About this exercise:
In full and without alteration, print the entries that follow.

*** Records ***

//! Gameplay components: health, naming, inventory and network ownership.

use engine_component::{Component, ComponentMetadata, MetadataError};
use serde::{Deserialize, Serialize};

#[derive(Debug, Clone, Serialize, Deserialize, PartialEq)]
pub struct Health {
    pub current: u32,
    pub max: u32,
    /// Points regained per second.
    pub regen_rate: f32,
}

impl Health {
    #[must_use]
    pub fn full(max: u32) -> Self {
        Self {
            current: max,
            max,
            regen_rate: 0.0,
        }
    }

    /// Subtract `amount`, saturating at zero.
    pub fn damage(&mut self, amount: u32) {
        self.current = self.current.saturating_sub(amount);
    }

    #[must_use]
    pub fn is_dead(&self) -> bool {
        self.current == 0
    }

    pub(crate) fn metadata() -> Result<ComponentMetadata, MetadataError> {
        ComponentMetadata::builder::<Self>()
            .replicated()
            .replicated_field(0, "current", |h| &h.current, |h| &mut h.current)
            .replicated_field(1, "max", |h| &h.max, |h| &mut h.max)
            .field(2, "regen_rate", |h| &h.regen_rate, |h| &mut h.regen_rate)
            .build()
    }
}

impl Default for Health {
    fn default() -> Self {
        Self::full(100)
    }
}

impl Component for Health {
    fn type_name() -> &'static str {
        "Health"
    }
}

/// Human-readable label shown above an entity.
#[derive(Debug, Clone, Default, Serialize, Deserialize, PartialEq)]
pub struct DisplayName {
    pub name: String,
}

impl DisplayName {
    #[must_use]
    pub fn new(name: impl Into<String>) -> Self {
        Self { name: name.into() }
    }

    pub(crate) fn metadata() -> Result<ComponentMetadata, MetadataError> {
        ComponentMetadata::builder::<Self>()
            .replicated()
            .replicated_field(0, "name", |d| &d.name, |d| &mut d.name)
            .build()
    }
}

impl Component for DisplayName {
    fn type_name() -> &'static str {
        "DisplayName"
    }
}

#[derive(Debug, Clone, Default, Serialize, Deserialize, PartialEq)]
pub struct Inventory {
    pub items: Vec<String>,
    pub capacity: u32,
}

impl Inventory {
    #[must_use]
    pub fn with_capacity(capacity: u32) -> Self {
        Self {
            items: Vec::new(),
            capacity,
        }
    }

    /// Add `item` if there is room. Returns `false` when full.
    pub fn add(&mut self, item: impl Into<String>) -> bool {
        if self.items.len() >= self.capacity as usize {
            return false;
        }
        self.items.push(item.into());
        true
    }

    pub(crate) fn metadata() -> Result<ComponentMetadata, MetadataError> {
        ComponentMetadata::builder::<Self>()
            .field(0, "items", |i| &i.items, |i| &mut i.items)
            .field(1, "capacity", |i| &i.capacity, |i| &mut i.capacity)
            .build()
    }
}

impl Component for Inventory {
    fn type_name() -> &'static str {
        "Inventory"
    }
}

/// The client currently controlling an entity. Session state: replicated,
/// never saved.
#[derive(Debug, Clone, Default, Serialize, Deserialize, PartialEq)]
pub struct NetworkOwner {
    /// `None` while the server owns the entity.
    pub client_id: Option<u64>,
}

impl NetworkOwner {
    pub(crate) fn metadata() -> Result<ComponentMetadata, MetadataError> {
        ComponentMetadata::builder::<Self>()
            .not_persisted()
            .replicated()
            .replicated_field(0, "client_id", |o| &o.client_id, |o| &mut o.client_id)
            .build()
    }
}

impl Component for NetworkOwner {
    fn type_name() -> &'static str {
        "NetworkOwner"
    }
}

***

Solution for this exercise:
//! Gameplay components: health, naming, inventory and network ownership.

use engine_component::{Component, ComponentMetadata, MetadataError};
use serde::{Deserialize, Serialize};

#[derive(Debug, Clone, Serialize, Deserialize, PartialEq)]
pub struct Health {
    pub current: u32,
    pub max: u32,
    /// Points regained per second.
    pub regen_rate: f32,
}

impl Health {
    #[must_use]
    pub fn full(max: u32) -> Self {
        Self {
            current: max,
            max,
            regen_rate: 0.0,
        }
    }

    /// Subtract `amount`, saturating at zero.
    pub fn damage(&mut self, amount: u32) {
        self.current = self.current.saturating_sub(amount);
    }

    #[must_use]
    pub fn is_dead(&self) -> bool {
        self.current == 0
    }

    pub(crate) fn metadata() -> Result<ComponentMetadata, MetadataError> {
        ComponentMetadata::builder::<Self>()
            .replicated()
            .replicated_field(0, "current", |h| &h.current, |h| &mut h.current)
            .replicated_field(1, "max", |h| &h.max, |h| &mut h.max)
            .field(2, "regen_rate", |h| &h.regen_rate, |h| &mut h.regen_rate)
            .build()
    }
}

impl Default for Health {
    fn default() -> Self {
        Self::full(100)
    }
}

impl Component for Health {
    fn type_name() -> &'static str {
        "Health"
    }
}

/// Human-readable label shown above an entity.
#[derive(Debug, Clone, Default, Serialize, Deserialize, PartialEq)]
pub struct DisplayName {
    pub name: String,
}

impl DisplayName {
    #[must_use]
    pub fn new(name: impl Into<String>) -> Self {
        Self { name: name.into() }
    }

    pub(crate) fn metadata() -> Result<ComponentMetadata, MetadataError> {
        ComponentMetadata::builder::<Self>()
            .replicated()
            .replicated_field(0, "name", |d| &d.name, |d| &mut d.name)
            .build()
    }
}

impl Component for DisplayName {
    fn type_name() -> &'static str {
        "DisplayName"
    }
}

#[derive(Debug, Clone, Default, Serialize, Deserialize, PartialEq)]
pub struct Inventory {
    pub items: Vec<String>,
    pub capacity: u32,
}

impl Inventory {
    #[must_use]
    pub fn with_capacity(capacity: u32) -> Self {
        Self {
            items: Vec::new(),
            capacity,
        }
    }

    /// Add `item` if there is room. Returns `false` when full.
    pub fn add(&mut self, item: impl Into<String>) -> bool {
        if self.items.len() >= self.capacity as usize {
            return false;
        }
        self.items.push(item.into());
        true
    }

    pub(crate) fn metadata() -> Result<ComponentMetadata, MetadataError> {
        ComponentMetadata::builder::<Self>()
            .field(0, "items", |i| &i.items, |i| &mut i.items)
            .field(1, "capacity", |i| &i.capacity, |i| &mut i.capacity)
            .build()
    }
}

impl Component for Inventory {
    fn type_name() -> &'static str {
        "Inventory"
    }
}

/// The client currently controlling an entity. Session state: replicated,
/// never saved.
#[derive(Debug, Clone, Default, Serialize, Deserialize, PartialEq)]
pub struct NetworkOwner {
    /// `None` while the server owns the entity.
    pub client_id: Option<u64>,
}

impl NetworkOwner {
    pub(crate) fn metadata() -> Result<ComponentMetadata, MetadataError> {
        ComponentMetadata::builder::<Self>()
            .not_persisted()
            .replicated()
            .replicated_field(0, "client_id", |o| &o.client_id, |o| &mut o.client_id)
            .build()
    }
}

impl Component for NetworkOwner {
    fn type_name() -> &'static str {
        "NetworkOwner"
    }
}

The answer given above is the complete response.